__Task description__
What is needed is an exact copy of all the records below.

__Listed records__
//! Dual-handle interval seek bar widget.
//!
//! [`IntervalSeekBar`] renders a horizontal track with two circular handles
//! and reports the selected `[left, right]` progress interval (0-100) as the
//! user drags either handle.
//!
//! # Examples
//!
//! ```
//! use interval_core::{Event, MouseButton, Point, Rect, Widget};
//! use interval_seekbar::{IntervalChanged, IntervalSeekBar};
//!
//! let mut bar = IntervalSeekBar::new();
//! bar.layout(Rect::new(0.0, 0.0, 400.0, 120.0));
//!
//! bar.event(&Event::MouseDown {
//!     position: Point::new(104.0, 60.0),
//!     button: MouseButton::Left,
//! });
//! let msg = bar
//!     .event(&Event::MouseMove { position: Point::new(150.0, 60.0) })
//!     .and_then(|m| m.downcast::<IntervalChanged>().ok());
//!
//! assert_eq!(msg.map(|m| (m.left, m.right)), Some((37, 80)));
//! ```

pub mod attributes;
pub mod gesture;
mod listener;
mod seek_bar;
pub mod style;
pub mod track;

pub use attributes::{ColorValue, ConfigError, ResolvedAttributes, SeekBarAttributes};
pub use gesture::{DragState, Handle, HitTest, PointerSource};
pub use listener::{IntervalChanged, ProgressListener};
pub use seek_bar::IntervalSeekBar;
pub use style::SeekBarStyle;
pub use track::TrackGeometry;
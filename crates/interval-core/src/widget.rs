//! Widget trait and related types.
//!
//! Widgets follow a measure-layout-paint cycle:
//!
//! 1. **Measure**: Compute intrinsic size given constraints
//! 2. **Layout**: Position self within allocated bounds
//! 3. **Paint**: Generate draw commands for rendering
//!
//! Input arrives through [`Widget::event`], which may return a message for
//! the host to dispatch.
//!
//! # Examples
//!
//! ```
//! use interval_core::TypeId;
//!
//! let string_type = TypeId::of::<String>();
//! let i32_type = TypeId::of::<i32>();
//! assert_ne!(string_type, i32_type);
//! ```

use crate::constraints::Constraints;
use crate::draw::{RadialGradient, StrokeStyle};
use crate::event::Event;
use crate::geometry::{Point, Rect, Size};
use serde::{Deserialize, Serialize};
use std::any::Any;

/// Type identifier for widget types.
#[derive(Debug, Clone, Copy, PartialEq, Eq, Hash)]
pub struct TypeId(std::any::TypeId);

impl TypeId {
    /// Get the type ID for a type.
    #[must_use]
    pub fn of<T: 'static>() -> Self {
        Self(std::any::TypeId::of::<T>())
    }
}

/// Result of laying out a widget.
#[derive(Debug, Clone, Copy, Default)]
pub struct LayoutResult {
    /// Computed size after layout
    pub size: Size,
}

/// Core widget trait that all UI elements implement.
pub trait Widget: Send {
    /// Get the type identifier for this widget type.
    fn type_id(&self) -> TypeId;

    /// Compute intrinsic size given constraints.
    fn measure(&self, constraints: Constraints) -> Size;

    /// Position within allocated bounds.
    fn layout(&mut self, bounds: Rect) -> LayoutResult;

    /// Generate draw commands for rendering.
    fn paint(&self, canvas: &mut dyn Canvas);

    /// Handle input events.
    fn event(&mut self, event: &Event) -> Option<Box<dyn Any + Send>>;

    /// Check if this widget is interactive (can receive events).
    fn is_interactive(&self) -> bool {
        false
    }

    /// Get the accessible name for screen readers.
    fn accessible_name(&self) -> Option<&str> {
        None
    }

    /// Get the accessible role.
    fn accessible_role(&self) -> AccessibleRole {
        AccessibleRole::Generic
    }

    /// Get the test ID for this widget (if any).
    fn test_id(&self) -> Option<&str> {
        None
    }

    /// Get the current bounds of this widget.
    fn bounds(&self) -> Rect {
        Rect::default()
    }
}

/// Canvas trait for paint operations.
///
/// This is a minimal abstraction over the rendering backend.
pub trait Canvas {
    /// Stroke a straight line.
    fn stroke_line(&mut self, from: Point, to: Point, style: &StrokeStyle);

    /// Draw a circle filled with a radial gradient.
    fn fill_circle_gradient(&mut self, center: Point, radius: f32, gradient: &RadialGradient);
}

/// Accessible role for screen readers.
#[derive(Debug, Clone, Copy, PartialEq, Eq, Default, Serialize, Deserialize)]
pub enum AccessibleRole {
    /// Generic element
    #[default]
    Generic,
    /// Range slider with two thumbs
    RangeSlider,
}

__Output below__
//! Dual-handle interval seek bar widget.
//!
//! [`IntervalSeekBar`] renders a horizontal track with two circular handles
//! and reports the selected `[left, right]` progress interval (0-100) as the
//! user drags either handle.
//!
//! # Examples
//!
//! ```
//! use interval_core::{Event, MouseButton, Point, Rect, Widget};
//! use interval_seekbar::{IntervalChanged, IntervalSeekBar};
//!
//! let mut bar = IntervalSeekBar::new();
//! bar.layout(Rect::new(0.0, 0.0, 400.0, 120.0));
//!
//! bar.event(&Event::MouseDown {
//!     position: Point::new(104.0, 60.0),
//!     button: MouseButton::Left,
//! });
//! let msg = bar
//!     .event(&Event::MouseMove { position: Point::new(150.0, 60.0) })
//!     .and_then(|m| m.downcast::<IntervalChanged>().ok());
//!
//! assert_eq!(msg.map(|m| (m.left, m.right)), Some((37, 80)));
//! ```

pub mod attributes;
pub mod gesture;
mod listener;
mod seek_bar;
pub mod style;
pub mod track;

pub use attributes::{ColorValue, ConfigError, ResolvedAttributes, SeekBarAttributes};
pub use gesture::{DragState, Handle, HitTest, PointerSource};
pub use listener::{IntervalChanged, ProgressListener};
pub use seek_bar::IntervalSeekBar;
pub use style::SeekBarStyle;
pub use track::TrackGeometry;
filename crates/interval-core/src/widget.rs
//! Widget trait and related types.
//!
//! Widgets follow a measure-layout-paint cycle:
//!
//! 1. **Measure**: Compute intrinsic size given constraints
//! 2. **Layout**: Position self within allocated bounds
//! 3. **Paint**: Generate draw commands for rendering
//!
//! Input arrives through [`Widget::event`], which may return a message for
//! the host to dispatch.
//!
//! # Examples
//!
//! ```
//! use interval_core::TypeId;
//!
//! let string_type = TypeId::of::<String>();
//! let i32_type = TypeId::of::<i32>();
//! assert_ne!(string_type, i32_type);
//! ```

use crate::constraints::Constraints;
use crate::draw::{RadialGradient, StrokeStyle};
use crate::event::Event;
use crate::geometry::{Point, Rect, Size};
use serde::{Deserialize, Serialize};
use std::any::Any;

/// Type identifier for widget types.
#[derive(Debug, Clone, Copy, PartialEq, Eq, Hash)]
pub struct TypeId(std::any::TypeId);

impl TypeId {
    /// Get the type ID for a type.
    #[must_use]
    pub fn of<T: 'static>() -> Self {
        Self(std::any::TypeId::of::<T>())
    }
}

/// Result of laying out a widget.
#[derive(Debug, Clone, Copy, Default)]
pub struct LayoutResult {
    /// Computed size after layout
    pub size: Size,
}

/// Core widget trait that all UI elements implement.
pub trait Widget: Send {
    /// Get the type identifier for this widget type.
    fn type_id(&self) -> TypeId;

    /// Compute intrinsic size given constraints.
    fn measure(&self, constraints: Constraints) -> Size;

    /// Position within allocated bounds.
    fn layout(&mut self, bounds: Rect) -> LayoutResult;

    /// Generate draw commands for rendering.
    fn paint(&self, canvas: &mut dyn Canvas);

    /// Handle input events.
    fn event(&mut self, event: &Event) -> Option<Box<dyn Any + Send>>;

    /// Check if this widget is interactive (can receive events).
    fn is_interactive(&self) -> bool {
        false
    }

    /// Get the accessible name for screen readers.
    fn accessible_name(&self) -> Option<&str> {
        None
    }

    /// Get the accessible role.
    fn accessible_role(&self) -> AccessibleRole {
        AccessibleRole::Generic
    }

    /// Get the test ID for this widget (if any).
    fn test_id(&self) -> Option<&str> {
        None
    }

    /// Get the current bounds of this widget.
    fn bounds(&self) -> Rect {
        Rect::default()
    }
}

/// Canvas trait for paint operations.
///
/// This is a minimal abstraction over the rendering backend.
pub trait Canvas {
    /// Stroke a straight line.
    fn stroke_line(&mut self, from: Point, to: Point, style: &StrokeStyle);

    /// Draw a circle filled with a radial gradient.
    fn fill_circle_gradient(&mut self, center: Point, radius: f32, gradient: &RadialGradient);
}

/// Accessible role for screen readers.
#[derive(Debug, Clone, Copy, PartialEq, Eq, Default, Serialize, Deserialize)]
pub enum AccessibleRole {
    /// Generic element
    #[default]
    Generic,
    /// Range slider with two thumbs
    RangeSlider,
}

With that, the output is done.